Subjects with a history of psychological child abuse had a 6.51 times higher risk of depression. This finding is similar to a meta-analysis that stated abuse and neglect were strongly associated with depressive disorder in adolescence [24]. Moreover, Pirdehghan’s study in Iran showed a correlation between mental disorders and violence (Spearman rho: 0.2; p-value < 0.001) as well [28].

We found that depressive symptoms on the CDI were strongly associated with all dimensions of child abuse, particularly psychological violence and neglect. In one review of 124 studies, psychological violence increased the risk of depression by an odds ratio of 3.06, whereas physical abuse increased the risk of depression by only half that amount. Furthermore, psychological violence abuse was more closely related to depression severity than sexual or physical abuse [10].

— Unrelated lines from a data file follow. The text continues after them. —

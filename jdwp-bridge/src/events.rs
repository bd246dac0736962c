// Event types
//
// Event requests are registered by the debugger; composite event sets are
// delivered on the session channel when a request fires.

use crate::protocol::ProtocolError;
use crate::types::*;
use serde::{Deserialize, Serialize};

/// JDWP event kinds
#[derive(Debug, Clone, Copy, PartialEq, Eq, Hash, Serialize, Deserialize)]
#[repr(u8)]
pub enum EventKind {
    SingleStep = 1,
    Breakpoint = 2,
    FramePop = 3,
    Exception = 4,
    UserDefined = 5,
    ThreadStart = 6,
    ThreadDeath = 7,
    ClassPrepare = 8,
    ClassUnload = 9,
    ClassLoad = 10,
    FieldAccess = 20,
    FieldModification = 21,
    ExceptionCatch = 30,
    MethodEntry = 40,
    MethodExit = 41,
    MethodExitWithReturnValue = 42,
    MonitorContendedEnter = 43,
    MonitorContendedEntered = 44,
    MonitorWait = 45,
    MonitorWaited = 46,
    VmStart = 90,
    VmDeath = 99,
}

impl EventKind {
    /// Kinds the bridge can register natively
    pub fn is_supported(self) -> bool {
        matches!(
            self,
            EventKind::SingleStep
                | EventKind::Breakpoint
                | EventKind::Exception
                | EventKind::ThreadStart
                | EventKind::ThreadDeath
                | EventKind::ClassPrepare
                | EventKind::MethodEntry
                | EventKind::MethodExit
                | EventKind::VmDeath
        )
    }
}

impl TryFrom<u8> for EventKind {
    type Error = ProtocolError;

    fn try_from(code: u8) -> Result<Self, Self::Error> {
        use EventKind::*;
        let kind = match code {
            1 => SingleStep,
            2 => Breakpoint,
            3 => FramePop,
            4 => Exception,
            5 => UserDefined,
            6 => ThreadStart,
            7 => ThreadDeath,
            8 => ClassPrepare,
            9 => ClassUnload,
            10 => ClassLoad,
            20 => FieldAccess,
            21 => FieldModification,
            30 => ExceptionCatch,
            40 => MethodEntry,
            41 => MethodExit,
            42 => MethodExitWithReturnValue,
            43 => MonitorContendedEnter,
            44 => MonitorContendedEntered,
            45 => MonitorWait,
            46 => MonitorWaited,
            90 => VmStart,
            99 => VmDeath,
            _ => return Err(ProtocolError::InvalidEventType),
        };
        Ok(kind)
    }
}

/// Suspend policy for events, weakest first
#[derive(Debug, Clone, Copy, PartialEq, Eq, PartialOrd, Ord, Hash, Serialize, Deserialize)]
#[repr(u8)]
pub enum SuspendPolicy {
    None = 0,
    EventThread = 1,
    All = 2,
}

#[derive(Debug, Clone, Copy, PartialEq, Eq, Serialize, Deserialize)]
#[repr(u8)]
pub enum StepSize {
    Min = 0,
    Line = 1,
}

#[derive(Debug, Clone, Copy, PartialEq, Eq, Serialize, Deserialize)]
#[repr(u8)]
pub enum StepDepth {
    Into = 0,
    Over = 1,
    Out = 2,
}

// Event request modifiers
#[derive(Debug, Clone, PartialEq, Eq, Serialize, Deserialize)]
pub enum EventModifier {
    Count(i32),
    ThreadOnly(ThreadId),
    ClassOnly(ReferenceTypeId),
    ClassMatch(String),
    ClassExclude(String),
    LocationOnly(Location),
    ExceptionOnly {
        /// 0 reports exceptions of any type
        ref_type: ReferenceTypeId,
        caught: bool,
        uncaught: bool,
    },
    FieldOnly {
        ref_type: ReferenceTypeId,
        field_id: FieldId,
    },
    Step {
        thread: ThreadId,
        size: StepSize,
        depth: StepDepth,
    },
    InstanceOnly(ObjectId),
}

/// Composite event (one or more events sharing a suspend policy)
#[derive(Debug, Clone, PartialEq, Serialize, Deserialize)]
pub struct EventSet {
    pub suspend_policy: SuspendPolicy,
    pub events: Vec<Event>,
}

/// Single event within an event set
#[derive(Debug, Clone, PartialEq, Serialize, Deserialize)]
pub struct Event {
    pub kind: EventKind,
    pub request_id: RequestId,
    pub details: EventDetails,
}

#[derive(Debug, Clone, PartialEq, Serialize, Deserialize)]
#[serde(tag = "type")]
pub enum EventDetails {
    VmDeath,
    ThreadStart {
        thread: ThreadId,
    },
    ThreadDeath {
        thread: ThreadId,
    },
    ClassPrepare {
        thread: ThreadId,
        ref_type: TaggedReferenceTypeId,
        signature: String,
        status: ClassStatus,
    },
    Breakpoint {
        thread: ThreadId,
        location: Location,
    },
    Step {
        thread: ThreadId,
        location: Location,
    },
    Exception {
        thread: ThreadId,
        location: Location,
        exception: TaggedObjectId,
        catch_location: Option<Location>,
    },
    MethodEntry {
        thread: ThreadId,
        location: Location,
    },
    MethodExit {
        thread: ThreadId,
        location: Location,
    },
}

impl EventDetails {
    pub fn thread(&self) -> Option<ThreadId> {
        match self {
            EventDetails::VmDeath => None,
            EventDetails::ThreadStart { thread }
            | EventDetails::ThreadDeath { thread }
            | EventDetails::ClassPrepare { thread, .. }
            | EventDetails::Breakpoint { thread, .. }
            | EventDetails::Step { thread, .. }
            | EventDetails::Exception { thread, .. }
            | EventDetails::MethodEntry { thread, .. }
            | EventDetails::MethodExit { thread, .. } => Some(*thread),
        }
    }

    pub fn location(&self) -> Option<Location> {
        match self {
            EventDetails::Breakpoint { location, .. }
            | EventDetails::Step { location, .. }
            | EventDetails::Exception { location, .. }
            | EventDetails::MethodEntry { location, .. }
            | EventDetails::MethodExit { location, .. } => Some(*location),
            _ => None,
        }
    }
}

/// `ClassMatch` / `ClassExclude` patterns: an exact dotted class name, or one
/// with a leading or trailing `*`
pub fn class_pattern_matches(pattern: &str, class_name: &str) -> bool {
    if pattern == "*" {
        true
    } else if let Some(suffix) = pattern.strip_prefix('*') {
        class_name.ends_with(suffix)
    } else if let Some(prefix) = pattern.strip_suffix('*') {
        class_name.starts_with(prefix)
    } else {
        pattern == class_name
    }
}

#[cfg(test)]
mod tests {
    use super::*;

    #[test]
    fn test_event_kind_codes() {
        assert_eq!(EventKind::try_from(2), Ok(EventKind::Breakpoint));
        assert_eq!(EventKind::try_from(99), Ok(EventKind::VmDeath));
        assert_eq!(EventKind::try_from(77), Err(ProtocolError::InvalidEventType));
        assert_eq!(EventKind::Breakpoint as u8, 2);
    }

    #[test]
    fn test_supported_kinds() {
        assert!(EventKind::SingleStep.is_supported());
        assert!(EventKind::ThreadDeath.is_supported());
        assert!(!EventKind::FieldAccess.is_supported());
        assert!(!EventKind::MonitorWait.is_supported());
    }

    #[test]
    fn test_suspend_policy_order() {
        assert!(SuspendPolicy::All > SuspendPolicy::EventThread);
        assert!(SuspendPolicy::EventThread > SuspendPolicy::None);
    }

    #[test]
    fn test_class_patterns() {
        assert!(class_pattern_matches("com.example.Foo", "com.example.Foo"));
        assert!(class_pattern_matches("com.example.*", "com.example.Bar"));
        assert!(class_pattern_matches("*.Foo", "org.other.Foo"));
        assert!(class_pattern_matches("*", "anything"));
        assert!(!class_pattern_matches("java.*", "com.example.Foo"));
        assert!(!class_pattern_matches("com.example.Foo", "com.example.FooBar"));
    }
}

Emotional abuse and neglect may alter the development of reward and oxytocin systems in childrens’ brains, leading to impaired parental care giving in the subsequent generation [29].

These findings were confirmed in a recent systematic review and meta-analysis, although most of the data came from retrospective cross-sectional studies or longitudinal designs that relied on self-reported abuse [30]. Sexual violence showed a far weaker association. There are several possible explanations, such as that it may be underreported because of stigma [31].

Practitioners should be aware that violence during childhood might result in negative consequences in adolescents. Therefore, a good understanding is required to prevent violent acts against children that might allow effective interventions into violence issues in adolescents [32, 33].

Conclusions

A history of child abuse has a correlation with depression in adolescents. Psychological child abuse had the highest risk for the onset of depression compared to other violent dimensions. However each victimization domain remained a significant predictor of depression, the experience of multiple domains during a child’s life-course may predict mental health risk. Early detection and interventions to prevent abuse and its consequences are critical.

Limitations

We recognized that a diagnosis of depression might be over-represented by the adolescent students fulfilling the questionnaires. To better reflect the accuracy of this diagnosis, psychiatrists were used to determine those that met the DSM-V criteria for depression.